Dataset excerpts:
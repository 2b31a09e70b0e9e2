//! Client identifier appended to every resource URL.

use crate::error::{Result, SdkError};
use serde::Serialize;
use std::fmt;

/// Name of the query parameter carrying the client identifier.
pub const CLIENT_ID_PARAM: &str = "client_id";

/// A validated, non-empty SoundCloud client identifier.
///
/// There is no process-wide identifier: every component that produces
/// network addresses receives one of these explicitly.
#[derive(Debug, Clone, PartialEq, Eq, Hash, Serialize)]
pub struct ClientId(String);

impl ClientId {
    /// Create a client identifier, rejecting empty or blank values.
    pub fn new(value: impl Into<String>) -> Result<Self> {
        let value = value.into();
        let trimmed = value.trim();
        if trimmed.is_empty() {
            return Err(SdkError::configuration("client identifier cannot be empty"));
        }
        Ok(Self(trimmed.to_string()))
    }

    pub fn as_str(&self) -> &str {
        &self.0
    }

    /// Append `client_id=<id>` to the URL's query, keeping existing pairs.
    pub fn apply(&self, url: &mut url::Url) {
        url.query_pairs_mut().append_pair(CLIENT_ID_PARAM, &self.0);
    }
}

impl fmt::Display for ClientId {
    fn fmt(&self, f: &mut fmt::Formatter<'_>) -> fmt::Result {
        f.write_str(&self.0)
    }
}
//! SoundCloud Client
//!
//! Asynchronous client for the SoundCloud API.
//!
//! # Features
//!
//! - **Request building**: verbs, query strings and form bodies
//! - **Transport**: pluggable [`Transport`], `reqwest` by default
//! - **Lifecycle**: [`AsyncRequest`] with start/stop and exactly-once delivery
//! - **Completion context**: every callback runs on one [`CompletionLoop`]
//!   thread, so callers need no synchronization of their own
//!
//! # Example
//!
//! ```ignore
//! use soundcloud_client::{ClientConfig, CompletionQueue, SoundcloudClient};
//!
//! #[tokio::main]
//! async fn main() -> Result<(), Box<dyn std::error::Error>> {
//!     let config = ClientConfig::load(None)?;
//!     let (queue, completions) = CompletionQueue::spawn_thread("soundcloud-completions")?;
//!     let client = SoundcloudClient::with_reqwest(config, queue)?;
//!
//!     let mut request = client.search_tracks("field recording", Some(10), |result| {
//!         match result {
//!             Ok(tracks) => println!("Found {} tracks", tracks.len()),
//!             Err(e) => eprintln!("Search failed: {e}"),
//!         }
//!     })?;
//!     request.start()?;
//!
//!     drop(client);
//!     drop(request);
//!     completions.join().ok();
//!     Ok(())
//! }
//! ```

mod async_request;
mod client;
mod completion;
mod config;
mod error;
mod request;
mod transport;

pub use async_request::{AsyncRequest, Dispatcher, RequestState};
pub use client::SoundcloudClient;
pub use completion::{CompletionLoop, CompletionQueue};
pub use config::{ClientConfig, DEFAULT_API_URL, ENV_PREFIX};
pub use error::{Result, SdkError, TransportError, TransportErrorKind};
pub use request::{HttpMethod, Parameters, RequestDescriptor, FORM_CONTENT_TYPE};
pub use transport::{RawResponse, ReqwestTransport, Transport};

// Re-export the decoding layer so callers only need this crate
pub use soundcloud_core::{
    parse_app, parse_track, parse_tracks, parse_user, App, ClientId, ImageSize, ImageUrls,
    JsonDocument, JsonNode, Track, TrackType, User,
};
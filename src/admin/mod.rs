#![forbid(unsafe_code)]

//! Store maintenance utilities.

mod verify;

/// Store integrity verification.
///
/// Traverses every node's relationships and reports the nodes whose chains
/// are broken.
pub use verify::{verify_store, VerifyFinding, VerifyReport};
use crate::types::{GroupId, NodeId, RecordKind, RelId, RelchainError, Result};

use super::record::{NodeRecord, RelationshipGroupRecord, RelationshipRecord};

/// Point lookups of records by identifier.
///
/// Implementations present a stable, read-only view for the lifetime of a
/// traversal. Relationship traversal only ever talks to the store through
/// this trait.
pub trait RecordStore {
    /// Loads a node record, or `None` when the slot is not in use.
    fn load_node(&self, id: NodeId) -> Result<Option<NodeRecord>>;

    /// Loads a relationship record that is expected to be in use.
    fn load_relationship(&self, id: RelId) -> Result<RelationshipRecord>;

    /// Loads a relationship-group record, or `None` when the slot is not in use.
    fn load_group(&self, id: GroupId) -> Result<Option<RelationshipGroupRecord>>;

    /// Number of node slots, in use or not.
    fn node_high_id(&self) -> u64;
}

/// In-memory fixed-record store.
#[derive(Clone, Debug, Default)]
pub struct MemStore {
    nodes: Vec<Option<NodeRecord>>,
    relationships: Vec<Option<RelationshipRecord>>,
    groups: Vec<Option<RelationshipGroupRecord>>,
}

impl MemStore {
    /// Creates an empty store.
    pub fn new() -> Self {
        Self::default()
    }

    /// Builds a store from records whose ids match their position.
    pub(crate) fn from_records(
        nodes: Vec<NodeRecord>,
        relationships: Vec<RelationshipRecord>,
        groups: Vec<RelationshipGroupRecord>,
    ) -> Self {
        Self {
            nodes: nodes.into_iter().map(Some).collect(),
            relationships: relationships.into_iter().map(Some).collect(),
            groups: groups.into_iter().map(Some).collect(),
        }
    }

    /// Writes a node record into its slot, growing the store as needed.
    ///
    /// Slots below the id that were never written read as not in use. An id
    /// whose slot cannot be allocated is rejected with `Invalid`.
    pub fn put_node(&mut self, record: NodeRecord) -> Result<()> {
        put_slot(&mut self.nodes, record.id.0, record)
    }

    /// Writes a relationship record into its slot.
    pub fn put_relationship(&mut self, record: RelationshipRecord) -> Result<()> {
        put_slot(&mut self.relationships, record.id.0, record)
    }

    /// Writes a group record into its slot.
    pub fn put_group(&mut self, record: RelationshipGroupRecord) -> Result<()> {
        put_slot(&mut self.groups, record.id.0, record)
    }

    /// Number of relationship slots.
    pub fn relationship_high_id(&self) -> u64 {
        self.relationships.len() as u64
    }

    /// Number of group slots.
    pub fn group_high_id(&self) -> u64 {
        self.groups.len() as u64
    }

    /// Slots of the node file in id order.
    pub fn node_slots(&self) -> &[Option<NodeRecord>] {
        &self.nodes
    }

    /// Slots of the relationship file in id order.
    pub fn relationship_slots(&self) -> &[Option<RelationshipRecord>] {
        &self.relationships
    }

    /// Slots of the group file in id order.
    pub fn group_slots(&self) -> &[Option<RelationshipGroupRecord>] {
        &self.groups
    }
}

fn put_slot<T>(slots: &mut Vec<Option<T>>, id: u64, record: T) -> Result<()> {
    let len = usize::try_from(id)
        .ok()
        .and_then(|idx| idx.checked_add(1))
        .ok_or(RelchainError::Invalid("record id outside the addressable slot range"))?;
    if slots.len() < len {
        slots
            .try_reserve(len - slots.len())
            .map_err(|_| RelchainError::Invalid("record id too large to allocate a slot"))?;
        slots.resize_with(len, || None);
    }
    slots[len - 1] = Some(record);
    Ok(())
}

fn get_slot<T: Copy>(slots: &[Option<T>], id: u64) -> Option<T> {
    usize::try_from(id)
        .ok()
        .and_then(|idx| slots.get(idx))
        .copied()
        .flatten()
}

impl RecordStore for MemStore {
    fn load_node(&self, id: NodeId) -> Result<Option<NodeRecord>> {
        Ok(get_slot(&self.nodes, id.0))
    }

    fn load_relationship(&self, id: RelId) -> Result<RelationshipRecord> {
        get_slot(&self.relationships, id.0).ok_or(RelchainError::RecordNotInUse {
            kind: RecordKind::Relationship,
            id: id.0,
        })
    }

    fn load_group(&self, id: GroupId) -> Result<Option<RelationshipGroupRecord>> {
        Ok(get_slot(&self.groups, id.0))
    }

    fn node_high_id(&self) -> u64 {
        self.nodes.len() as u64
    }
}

◆ What the exercise asks: Give every record again, exactly as it appears.

◆ Exercise answer:
repository 2b31a09e70b0e9e2
//! Client identifier appended to every resource URL.

use crate::error::{Result, SdkError};
use serde::Serialize;
use std::fmt;

/// Name of the query parameter carrying the client identifier.
pub const CLIENT_ID_PARAM: &str = "client_id";

/// A validated, non-empty SoundCloud client identifier.
///
/// There is no process-wide identifier: every component that produces
/// network addresses receives one of these explicitly.
#[derive(Debug, Clone, PartialEq, Eq, Hash, Serialize)]
pub struct ClientId(String);

impl ClientId {
    /// Create a client identifier, rejecting empty or blank values.
    pub fn new(value: impl Into<String>) -> Result<Self> {
        let value = value.into();
        let trimmed = value.trim();
        if trimmed.is_empty() {
            return Err(SdkError::configuration("client identifier cannot be empty"));
        }
        Ok(Self(trimmed.to_string()))
    }

    pub fn as_str(&self) -> &str {
        &self.0
    }

    /// Append `client_id=<id>` to the URL's query, keeping existing pairs.
    pub fn apply(&self, url: &mut url::Url) {
        url.query_pairs_mut().append_pair(CLIENT_ID_PARAM, &self.0);
    }
}

impl fmt::Display for ClientId {
    fn fmt(&self, f: &mut fmt::Formatter<'_>) -> fmt::Result {
        f.write_str(&self.0)
    }
}
//! SoundCloud Client
//!
//! Asynchronous client for the SoundCloud API.
//!
//! # Features
//!
//! - **Request building**: verbs, query strings and form bodies
//! - **Transport**: pluggable [`Transport`], `reqwest` by default
//! - **Lifecycle**: [`AsyncRequest`] with start/stop and exactly-once delivery
//! - **Completion context**: every callback runs on one [`CompletionLoop`]
//!   thread, so callers need no synchronization of their own
//!
//! # Example
//!
//! ```ignore
//! use soundcloud_client::{ClientConfig, CompletionQueue, SoundcloudClient};
//!
//! #[tokio::main]
//! async fn main() -> Result<(), Box<dyn std::error::Error>> {
//!     let config = ClientConfig::load(None)?;
//!     let (queue, completions) = CompletionQueue::spawn_thread("soundcloud-completions")?;
//!     let client = SoundcloudClient::with_reqwest(config, queue)?;
//!
//!     let mut request = client.search_tracks("field recording", Some(10), |result| {
//!         match result {
//!             Ok(tracks) => println!("Found {} tracks", tracks.len()),
//!             Err(e) => eprintln!("Search failed: {e}"),
//!         }
//!     })?;
//!     request.start()?;
//!
//!     drop(client);
//!     drop(request);
//!     completions.join().ok();
//!     Ok(())
//! }
//! ```

mod async_request;
mod client;
mod completion;
mod config;
mod error;
mod request;
mod transport;

pub use async_request::{AsyncRequest, Dispatcher, RequestState};
pub use client::SoundcloudClient;
pub use completion::{CompletionLoop, CompletionQueue};
pub use config::{ClientConfig, DEFAULT_API_URL, ENV_PREFIX};
pub use error::{Result, SdkError, TransportError, TransportErrorKind};
pub use request::{HttpMethod, Parameters, RequestDescriptor, FORM_CONTENT_TYPE};
pub use transport::{RawResponse, ReqwestTransport, Transport};

// Re-export the decoding layer so callers only need this crate
pub use soundcloud_core::{
    parse_app, parse_track, parse_tracks, parse_user, App, ClientId, ImageSize, ImageUrls,
    JsonDocument, JsonNode, Track, TrackType, User,
};
filename src/admin/mod.rs
#![forbid(unsafe_code)]

//! Store maintenance utilities.

mod verify;

/// Store integrity verification.
///
/// Traverses every node's relationships and reports the nodes whose chains
/// are broken.
pub use verify::{verify_store, VerifyFinding, VerifyReport};
use crate::types::{GroupId, NodeId, RecordKind, RelId, RelchainError, Result};

use super::record::{NodeRecord, RelationshipGroupRecord, RelationshipRecord};

/// Point lookups of records by identifier.
///
/// Implementations present a stable, read-only view for the lifetime of a
/// traversal. Relationship traversal only ever talks to the store through
/// this trait.
pub trait RecordStore {
    /// Loads a node record, or `None` when the slot is not in use.
    fn load_node(&self, id: NodeId) -> Result<Option<NodeRecord>>;

    /// Loads a relationship record that is expected to be in use.
    fn load_relationship(&self, id: RelId) -> Result<RelationshipRecord>;

    /// Loads a relationship-group record, or `None` when the slot is not in use.
    fn load_group(&self, id: GroupId) -> Result<Option<RelationshipGroupRecord>>;

    /// Number of node slots, in use or not.
    fn node_high_id(&self) -> u64;
}

/// In-memory fixed-record store.
#[derive(Clone, Debug, Default)]
pub struct MemStore {
    nodes: Vec<Option<NodeRecord>>,
    relationships: Vec<Option<RelationshipRecord>>,
    groups: Vec<Option<RelationshipGroupRecord>>,
}

impl MemStore {
    /// Creates an empty store.
    pub fn new() -> Self {
        Self::default()
    }

    /// Builds a store from records whose ids match their position.
    pub(crate) fn from_records(
        nodes: Vec<NodeRecord>,
        relationships: Vec<RelationshipRecord>,
        groups: Vec<RelationshipGroupRecord>,
    ) -> Self {
        Self {
            nodes: nodes.into_iter().map(Some).collect(),
            relationships: relationships.into_iter().map(Some).collect(),
            groups: groups.into_iter().map(Some).collect(),
        }
    }

    /// Writes a node record into its slot, growing the store as needed.
    ///
    /// Slots below the id that were never written read as not in use. An id
    /// whose slot cannot be allocated is rejected with `Invalid`.
    pub fn put_node(&mut self, record: NodeRecord) -> Result<()> {
        put_slot(&mut self.nodes, record.id.0, record)
    }

    /// Writes a relationship record into its slot.
    pub fn put_relationship(&mut self, record: RelationshipRecord) -> Result<()> {
        put_slot(&mut self.relationships, record.id.0, record)
    }

    /// Writes a group record into its slot.
    pub fn put_group(&mut self, record: RelationshipGroupRecord) -> Result<()> {
        put_slot(&mut self.groups, record.id.0, record)
    }

    /// Number of relationship slots.
    pub fn relationship_high_id(&self) -> u64 {
        self.relationships.len() as u64
    }

    /// Number of group slots.
    pub fn group_high_id(&self) -> u64 {
        self.groups.len() as u64
    }

    /// Slots of the node file in id order.
    pub fn node_slots(&self) -> &[Option<NodeRecord>] {
        &self.nodes
    }

    /// Slots of the relationship file in id order.
    pub fn relationship_slots(&self) -> &[Option<RelationshipRecord>] {
        &self.relationships
    }

    /// Slots of the group file in id order.
    pub fn group_slots(&self) -> &[Option<RelationshipGroupRecord>] {
        &self.groups
    }
}

fn put_slot<T>(slots: &mut Vec<Option<T>>, id: u64, record: T) -> Result<()> {
    let len = usize::try_from(id)
        .ok()
        .and_then(|idx| idx.checked_add(1))
        .ok_or(RelchainError::Invalid("record id outside the addressable slot range"))?;
    if slots.len() < len {
        slots
            .try_reserve(len - slots.len())
            .map_err(|_| RelchainError::Invalid("record id too large to allocate a slot"))?;
        slots.resize_with(len, || None);
    }
    slots[len - 1] = Some(record);
    Ok(())
}

fn get_slot<T: Copy>(slots: &[Option<T>], id: u64) -> Option<T> {
    usize::try_from(id)
        .ok()
        .and_then(|idx| slots.get(idx))
        .copied()
        .flatten()
}

impl RecordStore for MemStore {
    fn load_node(&self, id: NodeId) -> Result<Option<NodeRecord>> {
        Ok(get_slot(&self.nodes, id.0))
    }

    fn load_relationship(&self, id: RelId) -> Result<RelationshipRecord> {
        get_slot(&self.relationships, id.0).ok_or(RelchainError::RecordNotInUse {
            kind: RecordKind::Relationship,
            id: id.0,
        })
    }

    fn load_group(&self, id: GroupId) -> Result<Option<RelationshipGroupRecord>> {
        Ok(get_slot(&self.groups, id.0))
    }

    fn node_high_id(&self) -> u64 {
        self.nodes.len() as u64
    }
}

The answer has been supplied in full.